A presentation given by Camilla Smeraldi, senior scientific officer at EFSA’s food ingredients and packaging unit, noted that in all the previous application dossiers submitted by stevia producers to EFSA for the safety all-clear, “the presence of kaurenoic acid was never reported by any of the applicants".
"Consequently, no limits for kaurenoic acid are currently included in the specifications for the food additives steviol glycosides according to Regulation (EU) No. 231/2012.”
“EFSA will be finalising the assessment on the new production process by fermentation for the food additive steviol glycosides (E 960).

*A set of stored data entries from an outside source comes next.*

//! End-to-end client flow: login, socket, session, pages.

mod common;

use std::sync::Arc;
use std::sync::atomic::{AtomicUsize, Ordering};
use std::time::Duration;

use parking_lot::Mutex;
use serde_json::{Value, json};
use tokio::time::{sleep, timeout};

use common::{
    HttpReply, MockLoginServer, MockWsServer, PeerSender, WAIT, filter_form, form_to_show,
    init_logging, interaction_name, session_opened, sign_in_page,
};
use webform_client::{Client, ClientOptions, Error, Handler, InvokeOptions, OpenSessionRequest};

// ============================================================================
// Harness
// ============================================================================

struct Harness {
    client: Client,
    sender: PeerSender,
    seen: Arc<Mutex<Vec<Value>>>,
    _login: MockLoginServer,
    _ws: MockWsServer,
}

impl Harness {
    fn seen_interactions(&self) -> Vec<String> {
        self.seen
            .lock()
            .iter()
            .filter_map(|request| interaction_name(request).map(str::to_string))
            .collect()
    }
}

/// Scripted server: each `OpenForm` returns a fresh form id.
fn reply(request: &Value, forms: &AtomicUsize) -> Value {
    match request["method"].as_str() {
        Some("OpenSession") => session_opened("S-42", 3),
        Some("Invoke") => match interaction_name(request) {
            Some("OpenForm") => {
                let n = forms.fetch_add(1, Ordering::SeqCst);
                json!([form_to_show(&format!("F{n}"))])
            }
            Some("Filter") => json!([filter_form(
                request["params"][0]["interactionsToInvoke"][0]["formId"]
                    .as_str()
                    .unwrap_or_default()
            )]),
            Some("Leave") => json!([{
                "handlerType": "DN.LogicalClientEventRaisingHandler",
                "parameters": ["FormClosed", {
                    "ServerId": request["params"][0]["interactionsToInvoke"][0]["formId"]
                }]
            }]),
            _ => json!([]),
        },
        _ => Value::Null,
    }
}

async fn harness() -> Harness {
    harness_with(reply).await
}

async fn harness_with(script: fn(&Value, &AtomicUsize) -> Value) -> Harness {
    init_logging();
    let login = MockLoginServer::start(
        HttpReply::new(200)
            .cookie("ARRAffinity=a1")
            .body(&sign_in_page("tok")),
        HttpReply::new(302).cookie(".AspNetCore.Antiforgery.k=CfDJ8csrf"),
    )
    .await;
    let mut ws = MockWsServer::start().await;

    let client = Client::builder()
        .base_url(&login.base_url)
        .tenant("default")
        .username("admin")
        .password("secret")
        .options(
            ClientOptions::new()
                .with_ws_url(ws.url.clone())
                .with_company("CRONUS")
                .without_ping(),
        )
        .build()
        .expect("client");

    client.authenticate_web().await.expect("login");
    client.connect().await.expect("connect");
    let peer = ws.accept().await;

    assert_eq!(
        peer.handshake.header("cookie"),
        Some("ARRAffinity=a1; .AspNetCore.Antiforgery.k=CfDJ8csrf")
    );
    assert_eq!(peer.handshake.header("x-csrf-token"), Some("CfDJ8csrf"));

    let forms = AtomicUsize::new(1);
    let (sender, seen) = peer.auto_respond(move |request| script(request, &forms));

    Harness {
        client,
        sender,
        seen,
        _login: login,
        _ws: ws,
    }
}

async fn wait_until(mut condition: impl FnMut() -> bool) {
    timeout(WAIT, async {
        while !condition() {
            sleep(Duration::from_millis(10)).await;
        }
    })
    .await
    .expect("condition not reached");
}

fn form_closed_push(form_id: &str, sequence: i64) -> Value {
    json!({
        "jsonrpc": "2.0",
        "method": "Message",
        "params": [{
            "sequenceNumber": sequence,
            "handlers": [{
                "handlerType": "DN.LogicalClientEventRaisingHandler",
                "parameters": ["FormClosed", { "ServerId": form_id }]
            }]
        }]
    })
}

// ============================================================================
// Session
// ============================================================================

#[tokio::test]
async fn test_open_session_records_server_session() {
    let h = harness().await;

    let handlers = h
        .client
        .open_session(OpenSessionRequest::new("default"))
        .await
        .expect("open session");

    assert_eq!(handlers.len(), 2);
    let session = h.client.server_session().expect("session");
    assert_eq!(session.session_id, "S-42");
    assert_eq!(session.company.as_deref(), Some("CRONUS"));

    let request = h.seen.lock()[0].clone();
    assert_eq!(request["method"], "OpenSession");
    assert_eq!(request["params"][0]["tenantId"], "default");
    assert_eq!(request["params"][0]["company"], "CRONUS");

    h.client.disconnect().await;
}

#[tokio::test]
async fn test_invoke_acknowledges_last_sequence() {
    let h = harness().await;
    h.client
        .open_session(OpenSessionRequest::new("default"))
        .await
        .expect("open session");

    h.client
        .invoke(InvokeOptions::new("Refresh", json!({})))
        .await
        .expect("invoke");

    let request = h.seen.lock()[1].clone();
    let params = &request["params"][0];
    assert_eq!(params["lastClientAckSequenceNumber"], 3);
    assert_eq!(params["sessionId"], "S-42");
    assert_eq!(params["interactionsToInvoke"][0]["interactionName"], "Refresh");

    h.client.disconnect().await;
}

// ============================================================================
// Pages
// ============================================================================

#[tokio::test]
async fn test_open_page_and_resolve_controls() {
    let h = harness().await;
    h.client
        .open_session(OpenSessionRequest::new("default"))
        .await
        .expect("open session");

    let page = h.client.open_page("21").await.expect("open page");

    let parts = page.id.parts();
    assert_eq!(parts.session_id, "S-42");
    assert_eq!(parts.page_id, "21");
    assert_eq!(page.form_id, "F1");
    assert_eq!(page.form.caption.as_deref(), Some("Customer Card"));

    let request = h.seen.lock()[1].clone();
    assert_eq!(
        request["params"][0]["interactionsToInvoke"][0]["namedParameters"],
        r#"{"query":"page=21&company=CRONUS"}"#
    );

    // Duplicate design names resolve by position.
    let shadow = h
        .client
        .resolve_control(&page.id, "server:c[0]/c[1]")
        .expect("page")
        .expect("control");
    assert_eq!(shadow.properties["StringValue"], "shadow");

    assert!(
        h.client
            .resolve_control(&page.id, "server:c[0]/c[9]")
            .expect("page")
            .is_none()
    );
    assert!(
        h.client
            .resolve_control(&page.id, "server:c[x]")
            .expect("page")
            .is_none()
    );

    assert_eq!(h.client.pages().len(), 1);
    assert!(h.client.page(&page.id).is_some());
    h.client.disconnect().await;
}

#[tokio::test]
async fn test_two_pages_get_distinct_contexts() {
    let h = harness().await;

    let first = h.client.open_page("21").await.expect("first");
    let second = h.client.open_page("21").await.expect("second");

    assert_ne!(first.id, second.id);
    assert_ne!(first.form_id, second.form_id);
    assert_eq!(h.client.pages().len(), 2);

    let open_forms = h.seen.lock()[1]["params"][0]["openFormIds"].clone();
    assert_eq!(open_forms, json!(["F1"]));

    h.client.disconnect().await;
}

#[tokio::test]
async fn test_close_page_sends_close_form() {
    let h = harness().await;
    let page = h.client.open_page("22").await.expect("open page");

    h.client.close_page(&page.id).await.expect("close page");

    assert!(h.client.page(&page.id).is_none());
    assert_eq!(h.seen_interactions(), vec!["OpenForm", "CloseForm"]);

    let err = h.client.close_page(&page.id).await.unwrap_err();
    assert!(matches!(err, Error::PageNotFound { .. }), "{err}");

    h.client.disconnect().await;
}

#[tokio::test]
async fn test_server_form_closed_invalidates_page() {
    let h = harness().await;
    let events = Arc::new(Mutex::new(Vec::new()));
    let sink = Arc::clone(&events);
    h.client.on_handler_event(move |event| sink.lock().push(event.clone()));

    let page = h.client.open_page("21").await.expect("open page");
    let kept = h.client.open_page("30").await.expect("open page");

    h.sender.send(form_closed_push(&page.form_id, 7));
    wait_until(|| h.client.page(&page.id).is_none()).await;

    assert!(h.client.page(&kept.id).is_some());
    let events = events.lock();
    assert_eq!(events.len(), 1);
    assert_eq!(events[0].method, "Message");
    assert_eq!(events[0].sequence_number, Some(7));
    assert_eq!(
        events[0].handler,
        Handler::FormClosed {
            form_id: page.form_id.clone()
        }
    );
    drop(events);

    let err = h.client.resolve_control(&page.id, "server:c[0]").unwrap_err();
    assert!(matches!(err, Error::PageNotFound { .. }), "{err}");

    h.client.disconnect().await;
}

#[tokio::test]
async fn test_form_closed_in_invoke_response_invalidates_page() {
    let h = harness().await;
    let page = h.client.open_page("21").await.expect("open page");
    let kept = h.client.open_page("30").await.expect("open page");
    h.client.filter_metadata(&page.id).await.expect("metadata");

    h.client
        .invoke(InvokeOptions::new("Leave", json!({})).with_form_id(&page.form_id))
        .await
        .expect("invoke");

    assert!(h.client.page(&page.id).is_none());
    assert!(h.client.page(&kept.id).is_some());
    let err = h.client.resolve_control(&page.id, "server:c[0]").unwrap_err();
    assert!(matches!(err, Error::PageNotFound { .. }), "{err}");
    let err = h.client.filter_metadata(&page.id).await.unwrap_err();
    assert!(matches!(err, Error::PageNotFound { .. }), "{err}");

    h.client.disconnect().await;
}

#[tokio::test]
async fn test_open_page_rejects_page_id_with_separator() {
    let h = harness().await;

    let err = h.client.open_page("21:x").await.unwrap_err();
    assert!(matches!(err, Error::InvalidPageContextId { .. }), "{err}");
    assert!(h.client.pages().is_empty());
    assert!(h.seen_interactions().is_empty());

    h.client.disconnect().await;
}

#[tokio::test]
async fn test_open_page_encodes_page_id() {
    let h = harness().await;

    let page = h.client.open_page("a&b=c").await.expect("open page");

    assert_eq!(page.id.parts().page_id, "a&b=c");
    let request = h.seen.lock()[0].clone();
    assert_eq!(
        request["params"][0]["interactionsToInvoke"][0]["namedParameters"],
        r#"{"query":"page=a%26b%3Dc&company=CRONUS"}"#
    );

    h.client.disconnect().await;
}

// ============================================================================
// Filter Metadata
// ============================================================================

#[tokio::test]
async fn test_filter_metadata_is_fetched_once_per_page() {
    let h = harness().await;
    let page = h.client.open_page("21").await.expect("open page");

    let first = h.client.filter_metadata(&page.id).await.expect("metadata");
    let second = h.client.filter_metadata(&page.id).await.expect("metadata");

    assert!(Arc::ptr_eq(&first, &second));
    assert_eq!(first.fields.len(), 2);
    assert_eq!(first.fields[0].id, "No");
    assert_eq!(first.fields[1].caption.as_deref(), Some("Name"));
    assert_eq!(first.fields[1].control_path, "server:c[1]");
    assert_eq!(h.seen_interactions(), vec!["OpenForm", "Filter"]);

    h.client.disconnect().await;
}

/// Like [`reply`], but the server closes a form as it answers `Filter`.
fn reply_closing_on_filter(request: &Value, forms: &AtomicUsize) -> Value {
    let mut value = reply(request, forms);
    if interaction_name(request) == Some("Filter")
        && let Some(handlers) = value.as_array_mut()
    {
        handlers.push(json!({
            "handlerType": "DN.LogicalClientEventRaisingHandler",
            "parameters": ["FormClosed", {
                "ServerId": request["params"][0]["interactionsToInvoke"][0]["formId"]
            }]
        }));
    }
    value
}

#[tokio::test]
async fn test_filter_metadata_not_cached_for_page_closed_mid_fetch() {
    let h = harness_with(reply_closing_on_filter).await;
    let page = h.client.open_page("21").await.expect("open page");

    let err = h.client.filter_metadata(&page.id).await.unwrap_err();
    assert!(matches!(err, Error::PageNotFound { .. }), "{err}");
    assert!(h.client.page(&page.id).is_none());

    // A fresh page for the same id fetches again instead of reusing the entry.
    let reopened = h.client.open_page("21").await.expect("reopen");
    let _ = h.client.filter_metadata(&reopened.id).await;
    assert_eq!(
        h.seen_interactions(),
        vec!["OpenForm", "Filter", "OpenForm", "Filter"]
    );

    h.client.disconnect().await;
}

#[tokio::test]
async fn test_filter_metadata_for_unknown_page() {
    let h = harness().await;
    let page = h.client.open_page("21").await.expect("open page");
    h.client.close_page(&page.id).await.expect("close page");

    let err = h.client.filter_metadata(&page.id).await.unwrap_err();
    assert!(matches!(err, Error::PageNotFound { .. }), "{err}");

    h.client.disconnect().await;
}

// ============================================================================
// Teardown
// ============================================================================

#[tokio::test]
async fn test_disconnect_clears_pages() {
    let h = harness().await;
    h.client
        .open_session(OpenSessionRequest::new("default"))
        .await
        .expect("open session");
    h.client.open_page("21").await.expect("open page");

    h.client.disconnect().await;

    assert!(!h.client.is_connected());
    assert!(h.client.pages().is_empty());
    assert!(h.client.server_session().is_none());

    let err = h.client.open_page("21").await.unwrap_err();
    assert!(matches!(err, Error::NotConnected), "{err}");
}

#[tokio::test]
async fn test_server_close_clears_pages() {
    let h = harness().await;
    h.client.open_page("21").await.expect("open page");

    h.sender.close();
    wait_until(|| !h.client.is_connected()).await;
    wait_until(|| h.client.pages().is_empty()).await;
}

Based on all the information available, EFSA may recommend adding limits for kaurenoic acid to the specifications for E960,” she added.
Stevia suppliers, however, said the impurity was no cause for concern.
DSM, Cargill, PureCircle and Sweegen provided EFSA scientists with data on tests performed on various commercially available samples.
Out of a total of 40 samples, they said no kaurenoic acid was found at levels of detection ranging from <0.25 to <1 ppm.
Maria Teresa Scardigli, executive director of the International Stevia Council, the trade association that represents the stevia industry, said: “Kaurenoic acid is a precursor in the formation of steviol glycosides in the leaf and steviol glycosides are the sweet compounds naturally found in the leaf of the stevia plant.
“In addition, kaurenoic acid is naturally found in a fruit, cherimoya, which is grown, sold and consumed in markets such as Spain and Portugal," she told
“Kaurenoic acid is not found in high purity stevia leaf extracts, the ingredient extracted from the Stevia plant and commercialized as sweeteners in numerous food and beverage products worldwide."
The ISC was now preparing to submit detailed data to EFSA to show the absence of kaurenoic acid in steviol glycosides in high purity stevia leaf extracts, she added.
A spokesperson for DSM, which last year took the first regulatory steps to bring fermented steviol glycosides to the European market, said the company has “no doubts” about the safety of kaurenoic acid “at the very low levels in which it is present in steviol glycosides”.
“We are happy to provide additional safety data to EFSA, and should EFSA deem it desirable to apply any limit, will ensure that KA levels are below that,” he added.
A spokesperson for US supplier SweeGen said that it was “very easy” to limit kaurenoic acid in stevia and this would not lead to increases in cost.